Task brief:
Gather all lines in the records below that include the word "VariableDeclaration".

Data for analysis:
//! Cross-language structural categories.
//!
//! Each category lists, per language, the grammar node tags that express the
//! same construct. Counts summed over those tags become `common_<category>`
//! features, so one classifier schema spans every grammar.

use serde::Serialize;

use crate::language::Language;

/// A language-independent structural construct.
#[derive(Debug, Clone, Copy, PartialEq, Eq, Hash, PartialOrd, Ord, Serialize)]
#[serde(rename_all = "snake_case")]
pub enum Category {
    FunctionDefinition,
    ClassDefinition,
    VariableDeclaration,
    CallExpression,
    StringLiteral,
    ImportStatement,
    IfStatement,
    LoopStatement,
    BinaryExpression,
    ExceptionHandling,
}

impl Category {
    pub const ALL: [Category; 10] = [
        Category::FunctionDefinition,
        Category::ClassDefinition,
        Category::VariableDeclaration,
        Category::CallExpression,
        Category::StringLiteral,
        Category::ImportStatement,
        Category::IfStatement,
        Category::LoopStatement,
        Category::BinaryExpression,
        Category::ExceptionHandling,
    ];

    pub fn name(&self) -> &'static str {
        match self {
            Category::FunctionDefinition => "function_definition",
            Category::ClassDefinition => "class_definition",
            Category::VariableDeclaration => "variable_declaration",
            Category::CallExpression => "call_expression",
            Category::StringLiteral => "string_literal",
            Category::ImportStatement => "import_statement",
            Category::IfStatement => "if_statement",
            Category::LoopStatement => "loop_statement",
            Category::BinaryExpression => "binary_expression",
            Category::ExceptionHandling => "exception_handling",
        }
    }

    /// Feature key of this category's aggregate count.
    pub fn feature_name(&self) -> String {
        format!("common_{}", self.name())
    }
}

type LanguageTags = &'static [(Language, &'static [&'static str])];

/// Node tags per category. A language with no entry has no such construct.
const DEFAULT_TABLE: &[(Category, LanguageTags)] = &[
    (
        Category::FunctionDefinition,
        &[
            (Language::Python, &["function_definition"]),
            (Language::Java, &["method_declaration", "constructor_declaration"]),
            (
                Language::JavaScript,
                &["function_declaration", "arrow_function", "method_definition"],
            ),
            (
                Language::TypeScript,
                &["function_declaration", "arrow_function", "method_definition"],
            ),
            (Language::C, &["function_definition"]),
            (Language::Cpp, &["function_definition"]),
            (Language::CSharp, &["method_declaration"]),
            (
                Language::Go,
                &["function_declaration", "method_declaration", "func_literal"],
            ),
            (Language::Ruby, &["method", "singleton_method"]),
            (Language::Php, &["function_definition", "method_declaration"]),
        ],
    ),
    (
        Category::ClassDefinition,
        &[
            (Language::Python, &["class_definition"]),
            (Language::Java, &["class_declaration", "class_body"]),
            (Language::JavaScript, &["class_declaration", "class_body"]),
            (Language::TypeScript, &["class_declaration", "class_body"]),
            (Language::C, &["struct_specifier"]),
            (Language::Cpp, &["class_specifier", "struct_specifier"]),
            (Language::CSharp, &["class_declaration"]),
            (Language::Ruby, &["class", "module"]),
            (Language::Php, &["class_declaration"]),
        ],
    ),
    (
        Category::VariableDeclaration,
        &[
            (Language::Python, &["assignment"]),
            (
                Language::Java,
                &["local_variable_declaration", "variable_declarator"],
            ),
            (
                Language::JavaScript,
                &["variable_declaration", "lexical_declaration", "variable_declarator"],
            ),
            (
                Language::TypeScript,
                &["variable_declaration", "lexical_declaration", "variable_declarator"],
            ),
            (Language::C, &["declaration", "init_declarator"]),
            (Language::Cpp, &["declaration", "init_declarator"]),
            (
                Language::CSharp,
                &["variable_declaration", "variable_declarator"],
            ),
            (Language::Go, &["short_var_declaration", "var_declaration"]),
            (Language::Ruby, &["assignment"]),
            (Language::Php, &["assignment_expression"]),
        ],
    ),
    (
        Category::CallExpression,
        &[
            (Language::Python, &["call"]),
            (Language::Java, &["method_invocation"]),
            (Language::JavaScript, &["call_expression"]),
            (Language::TypeScript, &["call_expression"]),
            (Language::C, &["call_expression"]),
            (Language::Cpp, &["call_expression"]),
            (Language::CSharp, &["invocation_expression"]),
            (Language::Go, &["call_expression"]),
            (Language::Ruby, &["call"]),
            (
                Language::Php,
                &["function_call_expression", "member_call_expression"],
            ),
        ],
    ),
    (
        Category::StringLiteral,
        &[
            (Language::Python, &["string"]),
            (Language::Java, &["string_literal"]),
            (Language::JavaScript, &["string", "template_string"]),
            (Language::TypeScript, &["string", "template_string"]),
            (Language::C, &["string_literal"]),
            (Language::Cpp, &["string_literal"]),
            (Language::CSharp, &["string_literal"]),
            (
                Language::Go,
                &["interpreted_string_literal", "raw_string_literal"],
            ),
            (Language::Ruby, &["string"]),
            (Language::Php, &["string", "encapsed_string"]),
        ],
    ),
    (
        Category::ImportStatement,
        &[
            (
                Language::Python,
                &["import_statement", "import_from_statement"],
            ),
            (Language::Java, &["import_declaration"]),
            (Language::JavaScript, &["import_statement"]),
            (Language::TypeScript, &["import_statement"]),
            (Language::C, &["preproc_include"]),
            (Language::Cpp, &["preproc_include", "using_declaration"]),
            (Language::CSharp, &["using_directive"]),
            (Language::Go, &["import_declaration"]),
            (
                Language::Php,
                &[
                    "namespace_use_declaration",
                    "include_expression",
                    "require_expression",
                ],
            ),
        ],
    ),
    (
        Category::IfStatement,
        &[
            (Language::Python, &["if_statement", "conditional_expression"]),
            (Language::Java, &["if_statement", "ternary_expression"]),
            (Language::JavaScript, &["if_statement", "ternary_expression"]),
            (Language::TypeScript, &["if_statement", "ternary_expression"]),
            (Language::C, &["if_statement", "conditional_expression"]),
            (Language::Cpp, &["if_statement", "conditional_expression"]),
            (Language::CSharp, &["if_statement", "conditional_expression"]),
            (Language::Go, &["if_statement"]),
            (Language::Ruby, &["if", "unless", "conditional"]),
            (Language::Php, &["if_statement", "conditional_expression"]),
        ],
    ),
    (
        Category::LoopStatement,
        &[
            (Language::Python, &["for_statement", "while_statement"]),
            (
                Language::Java,
                &[
                    "for_statement",
                    "enhanced_for_statement",
                    "while_statement",
                    "do_statement",
                ],
            ),
            (
                Language::JavaScript,
                &[
                    "for_statement",
                    "for_in_statement",
                    "while_statement",
                    "do_statement",
                ],
            ),
            (
                Language::TypeScript,
                &[
                    "for_statement",
                    "for_in_statement",
                    "while_statement",
                    "do_statement",
                ],
            ),
            (
                Language::C,
                &["for_statement", "while_statement", "do_statement"],
            ),
            (
                Language::Cpp,
                &[
                    "for_statement",
                    "for_range_loop",
                    "while_statement",
                    "do_statement",
                ],
            ),
            (Language::CSharp, &["for_statement", "while_statement"]),
            (Language::Go, &["for_statement", "range_clause"]),
            (Language::Ruby, &["for", "while", "until"]),
            (
                Language::Php,
                &["for_statement", "foreach_statement", "while_statement"],
            ),
        ],
    ),
    (
        Category::BinaryExpression,
        &[
            (
                Language::Python,
                &["binary_operator", "comparison_operator", "boolean_operator"],
            ),
            (Language::Java, &["binary_expression"]),
            (Language::JavaScript, &["binary_expression"]),
            (Language::TypeScript, &["binary_expression"]),
            (Language::C, &["binary_expression"]),
            (Language::Cpp, &["binary_expression"]),
            (Language::CSharp, &["binary_expression"]),
            (Language::Go, &["binary_expression"]),
            (Language::Ruby, &["binary"]),
            (Language::Php, &["binary_expression"]),
        ],
    ),
    (
        Category::ExceptionHandling,
        &[
            (Language::Python, &["try_statement", "except_clause"]),
            (Language::Java, &["try_statement", "catch_clause"]),
            (Language::JavaScript, &["try_statement", "catch_clause"]),
            (Language::TypeScript, &["try_statement", "catch_clause"]),
            (Language::Cpp, &["try_statement", "catch_clause"]),
            (Language::CSharp, &["try_statement", "catch_clause"]),
            (Language::Ruby, &["begin", "rescue"]),
            (Language::Php, &["try_statement", "catch_clause"]),
        ],
    ),
];

/// Problems found when checking the table against loaded grammars.
#[derive(Debug, Clone, PartialEq, Eq, Serialize)]
pub enum CategoryIssue {
    /// The grammar has no named node kind with this tag.
    UnknownTag {
        category: Category,
        language: Language,
        tag: &'static str,
    },
    /// None of the listed tags exist, so the category would always count zero.
    EmptyCategory {
        category: Category,
        language: Language,
    },
}

/// The typed category → language → tags table.
#[derive(Debug, Clone)]
pub struct CategoryTable {
    entries: &'static [(Category, LanguageTags)],
}

impl Default for CategoryTable {
    fn default() -> Self {
        Self {
            entries: DEFAULT_TABLE,
        }
    }
}

impl CategoryTable {
    /// Tags for `category` in `language`; empty when the language lacks the construct.
    pub fn tags(&self, category: Category, language: Language) -> &'static [&'static str] {
        self.entries
            .iter()
            .find(|(c, _)| *c == category)
            .and_then(|(_, langs)| langs.iter().find(|(l, _)| *l == language))
            .map(|(_, tags)| *tags)
            .unwrap_or(&[])
    }

    /// The category a node tag belongs to in `language`, if any.
    pub fn category_of(&self, language: Language, kind: &str) -> Option<Category> {
        self.entries.iter().find_map(|(category, langs)| {
            langs
                .iter()
                .any(|(l, tags)| *l == language && tags.contains(&kind))
                .then_some(*category)
        })
    }

    /// Check every listed tag against the grammar's node-kind table.
    ///
    /// Languages whose grammar is not available are skipped.
    pub fn validate(&self, registry: &super::ParserRegistry) -> Vec<CategoryIssue> {
        let mut issues = Vec::new();
        for (category, langs) in self.entries {
            for (language, tags) in langs.iter() {
                let Some(grammar) = registry.grammar(*language) else {
                    continue;
                };
                let mut valid = 0usize;
                for tag in tags.iter() {
                    if grammar.id_for_node_kind(tag, true) != 0 {
                        valid += 1;
                    } else {
                        issues.push(CategoryIssue::UnknownTag {
                            category: *category,
                            language: *language,
                            tag: *tag,
                        });
                    }
                }
                if valid == 0 {
                    issues.push(CategoryIssue::EmptyCategory {
                        category: *category,
                        language: *language,
                    });
                }
            }
        }
        issues
    }
}

#[cfg(test)]
mod tests {
    use super::*;

    #[test]
    fn lookups_agree_in_both_directions() {
        let table = CategoryTable::default();
        assert_eq!(
            table.category_of(Language::Python, "call"),
            Some(Category::CallExpression)
        );
        assert!(table
            .tags(Category::CallExpression, Language::Python)
            .contains(&"call"));
        assert_eq!(table.category_of(Language::Java, "call"), None);
    }

    #[test]
    fn missing_construct_has_no_tags() {
        let table = CategoryTable::default();
        assert!(table.tags(Category::ExceptionHandling, Language::Go).is_empty());
    }

    #[test]
    fn feature_names_are_prefixed() {
        assert_eq!(
            Category::LoopStatement.feature_name(),
            "common_loop_statement"
        );
    }
}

Response to this task:
    VariableDeclaration,
        Category::VariableDeclaration,
            Category::VariableDeclaration => "variable_declaration",
        Category::VariableDeclaration,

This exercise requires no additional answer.